For those who do not plan to read the entire original blog:
Cloudflare is a major Internet service provider that offers essential DNS services to the digital world. In a blog post from late 2017, they mentioned transmitting 1 million DNS queries per second, though it’s likely this figure has been exceeded in recent years. They log the data of these DNS queries and have developed a system that can analyze 1 million DNS query logs per second.
If you’re interested, You can access the blog post about the introduction of the analytics dashboard, which is the product of this system, from the link: Meet The Brand New DNS Analytics Dashboard
They offer DNS service for free on a limited basis, which is great for personal websites.
Here are my key takeaways from the article, organized by chapter:
How Logs Come In from the Edge
- Logs are formatted in Cap’n Proto for optimizing data handling.
- Added to the reading list: Cap’n Proto: Introduction
- Apache Kafka plays a crucial role in managing data flows to solving problems out of the box.
- Previously, data was analyzed using Parquet files extracted from databases.
About Aggregations
- The lack of indexing in the data that Apache Spark pulls in Parquet format makes it unsuitable for online use because it requires reading the entire table each time.
- Added to the reading list: Explore Parquet Index on GitHub — parquet-index
- The shift to OLAP systems like Druid (100B events/day) and Yandex ClickHouse enhances handling massive daily events.
And Then It Clicked
- Added to the reading list: ZooKeeper — Apache ZooKeeper is an effort to develop and maintain an open-source server that enables highly reliable distributed coordination.
- They require low-level implementations in Go, necessitating the configuration of tools to meet their specific requirements, rather than solely relying on pre-built solutions.

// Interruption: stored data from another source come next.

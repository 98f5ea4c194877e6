use std::sync::Arc;

use dashmap::mapref::entry::Entry;
use dashmap::DashMap;
use serde_json::json;
use tokio::sync::mpsc;
use tracing::{info, instrument, warn};

use bus_active_mode::ActiveModeRegistry;
use bus_claims::ClaimStore;
use bus_core::config::{DebounceConfig, CHUNK_LIMIT_CHARS, CHUNK_SPLIT_CHARS};
use bus_core::{ChannelId, InstanceId};
use bus_debounce::{BatchReady, BatchedMessage, Batcher};
use bus_invoker::{InvokeOptions, InvokeOutcome, Invoker, InvokerError, SessionKey};
use bus_ledger::{Ledger, NewMessage};
use bus_memory::MemoryRouter;

use crate::error::Result;
use crate::mention::is_mention;
use crate::outbound::{chunk_reply, OutboundSink};
use crate::prompt::{build_prompt, strip_framing};
use crate::types::{ChannelEvent, DispatchState, IncomingMessage};

const AMBIENT_RECALL_LIMIT_PER_LAYER: usize = 5;
const PROMPT_REDUCTION_RETRIES: u32 = 2;

fn channel_family(channel: &str) -> &str {
    channel.split(':').next().unwrap_or("default")
}

/// Owns and coordinates C1/C3/C4/C5/C6/C2 for every channel, one
/// serialised actor task per channel (§4.7). The batcher's `BatchReady`
/// callback forwards into the same channel's actor rather than holding a
/// circular `Arc<Dispatcher>` back-reference (§9).
pub struct Dispatcher {
    ledger: Arc<Ledger>,
    claims: Arc<ClaimStore>,
    active_mode: Arc<ActiveModeRegistry>,
    batcher: Arc<Batcher>,
    invoker: Arc<Invoker>,
    memory: Arc<MemoryRouter>,
    outbound: Arc<dyn OutboundSink>,
    instance: InstanceId,
    self_name: String,
    channels: Arc<DashMap<String, mpsc::UnboundedSender<ChannelEvent>>>,
    chunk_limit: usize,
    chunk_split: usize,
}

- Added to the reading list: MergeTree — ClickHouse uses MergeTree.
- Added to the reading list: ClickHouse Primary Keys — Clickhouse creates sparse index files to avoid a full scan.
- Sorting and indexing the data according to the usage provides continuous read usage which increases the performance.

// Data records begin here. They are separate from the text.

use std::sync::Mutex;

use chrono::{DateTime, Utc};
use rusqlite::{params, Connection, OptionalExtension};
use tracing::instrument;

use crate::error::Result;
use crate::types::ActiveMode;

/// Default active-mode reaper timeout (§3, §6): 10 minutes.
pub const DEFAULT_TIMEOUT_MINUTES: u64 = 10;

/// Per-channel engagement state, persisted so restarts recover the
/// active set (C4, §4.4).
pub struct ActiveModeRegistry {
    db: Mutex<Connection>,
}

impl ActiveModeRegistry {
    pub fn new(conn: Connection) -> Result<Self> {
        crate::db::init_db(&conn)?;
        Ok(Self { db: Mutex::new(conn) })
    }

    /// Enter active mode for a channel, or no-op if already active.
    #[instrument(skip(self))]
    pub fn enter(&self, channel: &str, instance: &str) -> Result<()> {
        let db = self.db.lock().unwrap();
        let now = bus_core::now_rfc3339();
        db.execute(
            "INSERT INTO active_modes (channel_id, entered_at, last_activity, instance_id)
             VALUES (?1, ?2, ?2, ?3)
             ON CONFLICT(channel_id) DO NOTHING",
            params![channel, now, instance],
        )?;
        Ok(())
    }

    /// Update `last_activity` for a channel already in active mode.
    /// No-op if the channel is not currently active.
    pub fn touch(&self, channel: &str) -> Result<()> {
        let db = self.db.lock().unwrap();
        let now = bus_core::now_rfc3339();
        db.execute(
            "UPDATE active_modes SET last_activity = ?1 WHERE channel_id = ?2",
            params![now, channel],
        )?;
        Ok(())
    }

    pub fn exit(&self, channel: &str) -> Result<()> {
        let db = self.db.lock().unwrap();
        db.execute("DELETE FROM active_modes WHERE channel_id = ?1", params![channel])?;
        Ok(())
    }

    pub fn is_active(&self, channel: &str) -> Result<bool> {
        let db = self.db.lock().unwrap();
        let found: Option<i64> = db
            .query_row(
                "SELECT 1 FROM active_modes WHERE channel_id = ?1",
                params![channel],
                |row| row.get(0),
            )
            .optional()?;
        Ok(found.is_some())
    }

    /// Every channel currently active (no timeout filtering — see
    /// [`Self::reap_expired`] for eviction).
    pub fn list_active(&self) -> Result<Vec<ActiveMode>> {
        let db = self.db.lock().unwrap();
        let mut stmt = db.prepare(
            "SELECT channel_id, entered_at, last_activity, instance_id FROM active_modes",
        )?;
        let rows = stmt
            .query_map([], |row| {
                Ok(ActiveMode {
                    channel_id: row.get(0)?,
                    entered_at: row.get(1)?,
                    last_activity: row.get(2)?,
                    instance_id: row.get(3)?,
                })
            })?
            .filter_map(|r| r.ok())
            .collect();
        Ok(rows)
    }

    /// Evict channels where `now - last_activity > timeout_minutes` (P8).
    /// Returns the evicted channel ids.
    #[instrument(skip(self))]
    pub fn reap_expired(&self, timeout_minutes: u64) -> Result<Vec<String>> {
        let db = self.db.lock().unwrap();
        let cutoff = Utc::now() - chrono::Duration::minutes(timeout_minutes as i64);
        let cutoff_str = cutoff.to_rfc3339();

        let mut stmt = db.prepare(
            "SELECT channel_id FROM active_modes WHERE last_activity < ?1",
        )?;
        let expired: Vec<String> = stmt
            .query_map(params![cutoff_str], |row| row.get(0))?
            .filter_map(|r| r.ok())
            .collect();
        drop(stmt);

        if !expired.is_empty() {
            db.execute(
                "DELETE FROM active_modes WHERE last_activity < ?1",
                params![cutoff_str],
            )?;
        }
        Ok(expired)
    }
}

#[cfg(test)]
mod tests {
    use super::*;
    use rusqlite::params as sql_params;

    fn open() -> ActiveModeRegistry {
        ActiveModeRegistry::new(Connection::open_in_memory().unwrap()).unwrap()
    }

    #[test]
    fn enter_then_list_active() {
        let reg = open();
        reg.enter("chat:general", "instance-a").unwrap();
        let active = reg.list_active().unwrap();
        assert_eq!(active.len(), 1);
        assert_eq!(active[0].channel_id, "chat:general");
    }

    #[test]
    fn enter_is_idempotent_and_preserves_entered_at() {
        let reg = open();
        reg.enter("chat:general", "instance-a").unwrap();
        let first = reg.list_active().unwrap();
        std::thread::sleep(std::time::Duration::from_millis(2));
        reg.enter("chat:general", "instance-b").unwrap();
        let second = reg.list_active().unwrap();
        assert_eq!(first[0].entered_at, second[0].entered_at);
    }

    #[test]
    fn exit_removes_channel() {
        let reg = open();
        reg.enter("chat:general", "instance-a").unwrap();
        reg.exit("chat:general").unwrap();
        assert!(!reg.is_active("chat:general").unwrap());
    }

    #[test]
    fn reap_expired_evicts_only_stale_channels() {
        let reg = open();
        reg.enter("chat:stale", "instance-a").unwrap();
        reg.enter("chat:fresh", "instance-a").unwrap();

        // Backdate chat:stale's last_activity far into the past.
        {
            let db = reg.db.lock().unwrap();
            db.execute(
                "UPDATE active_modes SET last_activity = ?1 WHERE channel_id = 'chat:stale'",
                sql_params!["2000-01-01T00:00:00Z"],
            )
            .unwrap();
        }

        let evicted = reg.reap_expired(DEFAULT_TIMEOUT_MINUTES).unwrap();
        assert_eq!(evicted, vec!["chat:stale".to_string()]);
        assert!(reg.is_active("chat:fresh").unwrap());
        assert!(!reg.is_active("chat:stale").unwrap());
    }
}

- Instead of optimizing the indexing for different uses, it is better to create different tables.
Infrastructure and Data Integrity
- They started with raid 10 and then switched to raid 0. It was not possible to do a hot swap and rebuild the lost disk while the system was running intensively. Instead, they preferred 3-way replication.

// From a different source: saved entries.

use std::path::PathBuf;
use std::sync::RwLock;

use tracing::{info, instrument, warn};
use uuid::Uuid;

use bus_core::config::TokenGateConfig;

use crate::error::{Result, TokenGateError};

/// Operations a short exempt set bypasses auth entirely for: health
/// checks and shared-read RAG (§4.9). Write paths (anchor_save,
/// texture_add*, crystallize, store_message, texture_delete) are never
/// exempt.
pub const EXEMPT_OPERATIONS: &[&str] =
    &["pps_health", "ambient_recall", "raw_search", "anchor_search", "texture_search", "get_crystals"];

fn is_exempt(operation: &str) -> bool {
    EXEMPT_OPERATIONS.contains(&operation)
}

/// Per-entity auth gate (C9), grounded on `skynet-users`'s permission
/// check (an outcome enum, an admin-equivalent bypass token) scaled down
/// to this crate's narrower "one shared secret plus one master override"
/// model.
pub struct TokenGate {
    entity_path: PathBuf,
    entity_token: RwLock<String>,
    master_token: Option<String>,
    strict: bool,
}

impl TokenGate {
    /// Load (or generate and persist) the entity token from
    /// `config.entity_path`, matching §4.9's boot behaviour.
    pub fn load(config: &TokenGateConfig) -> Result<Self> {
        let entity_path = PathBuf::from(&config.entity_path);
        let entity_token = match std::fs::read_to_string(&entity_path) {
            Ok(contents) => contents.trim().to_string(),
            Err(e) if e.kind() == std::io::ErrorKind::NotFound => {
                let generated = Uuid::new_v4().to_string();
                persist(&entity_path, &generated)?;
                info!(path = %entity_path.display(), "generated new entity token");
                generated
            }
            Err(e) => return Err(e.into()),
        };

        Ok(Self {
            entity_path,
            entity_token: RwLock::new(entity_token),
            master_token: config.master_token.clone(),
            strict: config.strict,
        })
    }

    /// Validate `token` for `operation`. Exempt operations always pass.
    /// Strict mode rejects a missing token; permissive mode lets a
    /// missing token through but still rejects an invalid one.
    #[instrument(skip(self, token), fields(operation))]
    pub fn validate(&self, token: Option<&str>, operation: &str) -> Result<()> {
        if is_exempt(operation) {
            return Ok(());
        }

        match token {
            Some(t) if t == self.entity_token.read().unwrap().as_str() => Ok(()),
            Some(t) if self.master_token.as_deref() == Some(t) => Ok(()),
            Some(_) => Err(TokenGateError::AuthRejected("token does not match entity or master token".into())),
            None if self.strict => Err(TokenGateError::AuthRejected("token required in strict mode".into())),
            None => Ok(()),
        }
    }

    /// Atomically replace the entity token. Master-only: `requester`
    /// must equal the configured master token.
    #[instrument(skip(self, requester))]
    pub fn regenerate_token(&self, requester: &str) -> Result<String> {
        match &self.master_token {
            Some(master) if master == requester => {}
            _ => return Err(TokenGateError::MasterRequired),
        }

        let new_token = Uuid::new_v4().to_string();
        persist(&self.entity_path, &new_token)?;
        *self.entity_token.write().unwrap() = new_token.clone();
        warn!("entity token regenerated");
        Ok(new_token)
    }

    pub fn entity_token(&self) -> String {
        self.entity_token.read().unwrap().clone()
    }
}

fn persist(path: &std::path::Path, token: &str) -> Result<()> {
    if let Some(parent) = path.parent() {
        std::fs::create_dir_all(parent)?;
    }
    std::fs::write(path, token)?;
    Ok(())
}

#[cfg(test)]
mod tests {
    use super::*;
    use tempfile::TempDir;

    fn config(dir: &TempDir, strict: bool, master: Option<&str>) -> TokenGateConfig {
        TokenGateConfig {
            strict,
            entity_path: dir.path().join("entity_token").to_string_lossy().to_string(),
            master_token: master.map(|m| m.to_string()),
        }
    }

    #[test]
    fn missing_file_generates_and_persists_a_token() {
        let dir = TempDir::new().unwrap();
        let cfg = config(&dir, false, None);
        let gate = TokenGate::load(&cfg).unwrap();
        assert!(!gate.entity_token().is_empty());
        let reloaded = TokenGate::load(&cfg).unwrap();
        assert_eq!(gate.entity_token(), reloaded.entity_token());
    }

    #[test]
    fn entity_token_validates() {
        let dir = TempDir::new().unwrap();
        let gate = TokenGate::load(&config(&dir, true, None)).unwrap();
        let token = gate.entity_token();
        assert!(gate.validate(Some(&token), "store_message").is_ok());
    }

    #[test]
    fn strict_mode_rejects_missing_token() {
        let dir = TempDir::new().unwrap();
        let gate = TokenGate::load(&config(&dir, true, None)).unwrap();
        assert!(gate.validate(None, "store_message").is_err());
    }

    #[test]
    fn permissive_mode_allows_missing_token() {
        let dir = TempDir::new().unwrap();
        let gate = TokenGate::load(&config(&dir, false, None)).unwrap();
        assert!(gate.validate(None, "store_message").is_ok());
    }

    #[test]
    fn invalid_token_always_rejected() {
        let dir = TempDir::new().unwrap();
        let gate = TokenGate::load(&config(&dir, false, None)).unwrap();
        assert!(gate.validate(Some("garbage"), "store_message").is_err());
    }

    #[test]
    fn exempt_operations_bypass_auth_even_without_a_token() {
        let dir = TempDir::new().unwrap();
        let gate = TokenGate::load(&config(&dir, true, None)).unwrap();
        assert!(gate.validate(None, "pps_health").is_ok());
        assert!(gate.validate(None, "raw_search").is_ok());
    }

    #[test]
    fn master_token_also_validates() {
        let dir = TempDir::new().unwrap();
        let gate = TokenGate::load(&config(&dir, true, Some("master-secret"))).unwrap();
        assert!(gate.validate(Some("master-secret"), "store_message").is_ok());
    }

    #[test]
    fn regenerate_requires_master_token() {
        let dir = TempDir::new().unwrap();
        let gate = TokenGate::load(&config(&dir, true, Some("master-secret"))).unwrap();
        assert!(matches!(gate.regenerate_token("wrong"), Err(TokenGateError::MasterRequired)));

        let old = gate.entity_token();
        let new_token = gate.regenerate_token("master-secret").unwrap();
        assert_ne!(old, new_token);
        assert!(gate.validate(Some(&old), "store_message").is_err());
        assert!(gate.validate(Some(&new_token), "store_message").is_ok());
    }
}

- Even the filesystem used has an impact on the system.
Visualizing Data
- Added to the reading list: Apache Superset — Superset is a modern data exploration and data visualization platform.
In conclusion, Cloudflare’s DNS Query Analytics showcases a robust system capable of handling immense data volumes, optimizing data handling with Cap’n Proto formatting, Apache Kafka data management, and transitioning to OLAP systems like Druid and Yandex ClickHouse for efficient event handling. The utilization of low-level implementations in Go and strategic sorting/indexing techniques demonstrates a commitment to customizing tools for optimal performance. Infrastructure choices, including RAID configurations and filesystem selection, highlight considerations for data integrity and system reliability. Visualizing data through tools like Apache Superset further enhances insights and decision-making capabilities.